The Curtain Comes Down on Belfast’s Colonial Theatre

But not before one final farewell run.

The Colonial Theatre in Belfast, Maine
By Kathryn Miles
Photographed by Benjamin Williamson
From our December 2022 issue

They came by the dozens, carrying fleece blankets and homemade snacks. They snaked through the line at the concession stand, buying Junior Mints and canned cocktails. About 150 patrons in all, they filled Dreamland, the largest of three screening rooms in downtown Belfast’s storied Colonial Theatre. This was no ordinary Sunday-night feature. These guests, many of whom were born and raised in Waldo County, had grown up at the Colonial. And now, after years of an unsuccessful search for a buyer, the theater was about to close its doors for the first time in 99 years.

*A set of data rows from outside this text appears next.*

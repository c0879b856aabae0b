//! # Pricing Engine
//!
//! Pure functions computing line subtotals and invoice grand totals.
//!
//! ## The Contract
//! ```text
//! ┌─────────────────────────────────────────────────────────────────────────┐
//! │                      Pricing Engine                                     │
//! │                                                                         │
//! │  line_subtotal(price, qty, discount, rate)                             │
//! │      = (price × qty − discount) × (1 + rate/100)                       │
//! │                                                                         │
//! │  invoice_total(items) = Σ line_subtotal(item)                          │
//! │                                                                         │
//! │  Called identically at BOTH ends:                                      │
//! │                                                                         │
//! │  Item-entry UI ──► line_subtotal ──► live display                      │
//! │                                                                         │
//! │  API create/update ──► line_subtotal ──► persisted subtotal            │
//! │                            │                                            │
//! │                            ▼                                            │
//! │  Client-submitted totals are NEVER trusted: the store recomputes       │
//! │  and overwrites them before commit.                                    │
//! └─────────────────────────────────────────────────────────────────────────┘
//! ```
//!
//! ## Numeric Semantics
//! All math is exact integer paise. Price and discount are rounded to 2
//! decimal places when they enter the system (`Money::from_rupees`); GST is
//! rounded half-away-from-zero at 1 paisa precision. A discount exceeding
//! `price × qty` legitimately produces a negative subtotal - no clamping.

use crate::money::Money;
use crate::types::{GstRate, LineItemInput};

/// Computes the subtotal for one line item.
///
/// `subtotal = (price * quantity - discount) + gst(base)`
///
/// ## Example
/// ```rust
/// use invoice_core::money::Money;
/// use invoice_core::pricing::line_subtotal;
/// use invoice_core::types::GstRate;
///
/// // price 100.00, qty 2, discount 20.00, GST 18%
/// // base = 200.00 - 20.00 = 180.00; gst = 32.40; subtotal = 212.40
/// let subtotal = line_subtotal(
///     Money::from_paise(10000),
///     2,
///     Money::from_paise(2000),
///     GstRate::Eighteen,
/// );
/// assert_eq!(subtotal.paise(), 21240);
/// ```
pub fn line_subtotal(price: Money, quantity: i64, discount: Money, rate: GstRate) -> Money {
    let base = price * quantity - discount;
    base + base.gst(rate)
}

/// Computes the subtotal for a client-supplied line item.
#[inline]
pub fn compute_line(item: &LineItemInput) -> Money {
    line_subtotal(item.price, item.quantity, item.discount, item.gst_rate)
}

/// Computes the invoice grand total: the exact sum of all line subtotals.
pub fn invoice_total(items: &[LineItemInput]) -> Money {
    items.iter().map(compute_line).sum()
}

// =============================================================================
// Unit Tests
// =============================================================================

#[cfg(test)]
mod tests {
    use super::*;

    fn item(price: i64, qty: i64, discount: i64, rate: GstRate) -> LineItemInput {
        LineItemInput {
            item_name: "Item".to_string(),
            price: Money::from_paise(price),
            quantity: qty,
            discount: Money::from_paise(discount),
            gst_rate: rate,
        }
    }

    #[test]
    fn test_reference_example() {
        // price 100, qty 2, discount 20, GST 18 → (200-20)*1.18 = 212.40
        let subtotal = line_subtotal(
            Money::from_paise(10000),
            2,
            Money::from_paise(2000),
            GstRate::Eighteen,
        );
        assert_eq!(subtotal.paise(), 21240);
    }

    #[test]
    fn test_zero_rate_is_base_amount() {
        let subtotal = line_subtotal(
            Money::from_paise(9999),
            3,
            Money::from_paise(500),
            GstRate::Zero,
        );
        assert_eq!(subtotal.paise(), 9999 * 3 - 500);
    }

    #[test]
    fn test_zero_quantity() {
        // qty 0 with a discount: base is -discount, GST applies to it
        let subtotal = line_subtotal(
            Money::from_paise(10000),
            0,
            Money::from_paise(0),
            GstRate::Eighteen,
        );
        assert_eq!(subtotal.paise(), 0);
    }

    #[test]
    fn test_discount_exceeding_base_goes_negative() {
        // base = 100*1 - 500 = -400; 18% of -400 = -72; subtotal = -472
        let subtotal = line_subtotal(
            Money::from_paise(100),
            1,
            Money::from_paise(500),
            GstRate::Eighteen,
        );
        assert_eq!(subtotal.paise(), -472);
        assert!(subtotal.is_negative());
    }

    #[test]
    fn test_all_slabs() {
        // base = 100.00 for easy percentages
        let expect = [10000, 10500, 11200, 11800, 12800];
        for (rate, want) in GstRate::ALL.iter().zip(expect) {
            let got = line_subtotal(Money::from_paise(10000), 1, Money::zero(), *rate);
            assert_eq!(got.paise(), want, "slab {}%", rate.percent());
        }
    }

    #[test]
    fn test_invoice_total_is_exact_sum() {
        let items = vec![
            item(10000, 2, 2000, GstRate::Eighteen), // 21240
            item(550, 3, 0, GstRate::Five),          // 1650 + 83 (82.5 rounded up) = 1733
            item(100, 1, 500, GstRate::Eighteen),    // -472
        ];
        let per_line: i64 = items.iter().map(|i| compute_line(i).paise()).sum();
        assert_eq!(invoice_total(&items).paise(), per_line);
        assert_eq!(invoice_total(&items).paise(), 21240 + 1733 - 472);
    }

    #[test]
    fn test_totals_stay_exact_at_the_amount_cap() {
        // The validated domain tops out at MAX_AMOUNT_PAISE price, quantity
        // 999, 28% GST, 100 items - all of it must fit in i64
        let items: Vec<LineItemInput> = (0..crate::MAX_INVOICE_ITEMS)
            .map(|_| {
                item(
                    crate::MAX_AMOUNT_PAISE,
                    crate::MAX_ITEM_QUANTITY,
                    0,
                    GstRate::TwentyEight,
                )
            })
            .collect();

        let per_line = compute_line(&items[0]).paise();
        assert_eq!(per_line, crate::MAX_AMOUNT_PAISE * 999 * 128 / 100);
        assert_eq!(
            invoice_total(&items).paise(),
            per_line * crate::MAX_INVOICE_ITEMS as i64
        );
    }

    #[test]
    fn test_empty_item_list_totals_zero() {
        assert_eq!(invoice_total(&[]).paise(), 0);
    }

    #[test]
    fn test_no_float_accumulation_drift() {
        // 0.10 a thousand times is exactly 100.00 in integer paise
        let items: Vec<LineItemInput> =
            (0..1000).map(|_| item(10, 1, 0, GstRate::Zero)).collect();
        assert_eq!(invoice_total(&items).paise(), 10000);
    }
}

Therese Bagnardi, the longtime owner of the Colonial, greeted patrons in the lobby. She’d dressed for the evening in a bright-green go-go dress and rhinestone tiara. “We’re trying to focus on the fun,” she said, standing in front of a framed display of newspaper clippings about the theater that ran from floor to ceiling. Nearby, theater manager Kyle Walton was attired in khaki shorts, bright-red sneakers, and a giant, mascot-like box of popcorn.

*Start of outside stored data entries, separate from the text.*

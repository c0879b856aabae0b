//! # Repository Layer
//!
//! Repository pattern implementations for database access.
//!
//! ## Pattern
//! ```text
//! ┌─────────────────────────────────────────────────────────────────────────┐
//! │                      Repository Pattern                                 │
//! │                                                                         │
//! │  Handler code                     Repository                  SQLite    │
//! │  ────────────                     ──────────                  ──────    │
//! │  db.invoices()                                                          │
//! │     .create(...)  ──────────────▶ validate input                        │
//! │                                   recompute money                       │
//! │                                   BEGIN..COMMIT   ──────────▶ rows      │
//! │                   ◀────────────── domain type     ◀────────── rows      │
//! │                                                                         │
//! └─────────────────────────────────────────────────────────────────────────┘
//! ```
//!
//! Each repository owns a pool handle and returns `invoice-core` domain
//! types, never raw rows. Internal `*Row` structs bridge the SQL schema to
//! the domain types so the schema can evolve without touching callers.

pub mod invoice;
pub mod reset_code;
pub mod session;
pub mod user;

pub use invoice::InvoiceRepository;
pub use reset_code::ResetCodeRepository;
pub use session::SessionRepository;
pub use user::UserRepository;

Belfast’s High Street, in the mid-1960s. Hawthorne, the elephant statue on the theater’s roof since 1997, was then at Perry’s Nut House, across the Passagassawakeag. Courtesy of the Belfast Historical Society.

Built in 1912, the original Colonial opened its doors the same day the Titanic set sail from Southampton, England. Designed in the style of grand old opera houses, the single theater showed silent movies and hosted everything from community musicals to boxing matches until it burned to the ground, in 1923. Ten months later, the Colonial reopened at its current location. In the years since, it has hosted nationally recognized sopranos, beauty pageants, and more monster-movie matinees than anyone can count. During the Depression, the owners gave away free turkeys. Each Christmas, right up through last year, the theater offered free holiday films. Midcoast residents first saw footage from Pearl Harbor, after the Japanese attack, on newsreels at the Colonial. Fats Domino played there too.

“It’s the saddest day,” said longtime Belfast resident Janis Hogan, who brought her two adult daughters to the closing. “There is so much history here. We’re losing a lot.”

The number of movie theaters in the United States has shrunk in the past 25 years: from about 7,800 to 5,800. The pandemic hit cinemas hard, particularly independent and art-house venues. The Colonial had a foot in both the indie and the blockbuster camps. In 1996, the year after Bagnardi and her husband, Michael Hurley, purchased the theater, they ran everything from Toy Story and Mars Attacks! to adaptations of Jane Austen’s Persuasion and Daniel Defoe’s Moll Flanders. They also renovated the entire theater, restoring its art-deco décor and hanging posters that nodded to the wide-ranging repertoire: Bride of Frankenstein, The Devil Is a Woman, Maine Girls (Boy Crazy! Boat Crazy! Booze Crazy!).

A 1968 boxing match at the theater. Courtesy of the Belfast Historical Society.

In the 10 days leading up to this final screening, the Colonial showed 36 films, all free of charge. About 2,500 patrons came to watch old favorites like It’s a Wonderful Life and Forrest Gump. “We wanted people to know it’s about community, not the money,” Bagnardi says.

For the very last screening, she chose The Last Picture Show, a bleak account of a down-at-the-heels, fictional Texas town described by Roger Ebert as having “no reason to exist.” But Belfast is no such place, Mayor Eric Sanders told the audience before the projector began to roll. “Tonight, we are here to celebrate love, kindness, and the heartbeat of a small town,” he said. “That heartbeat will go on.”

Then, the lights dimmed one last time, at least for now.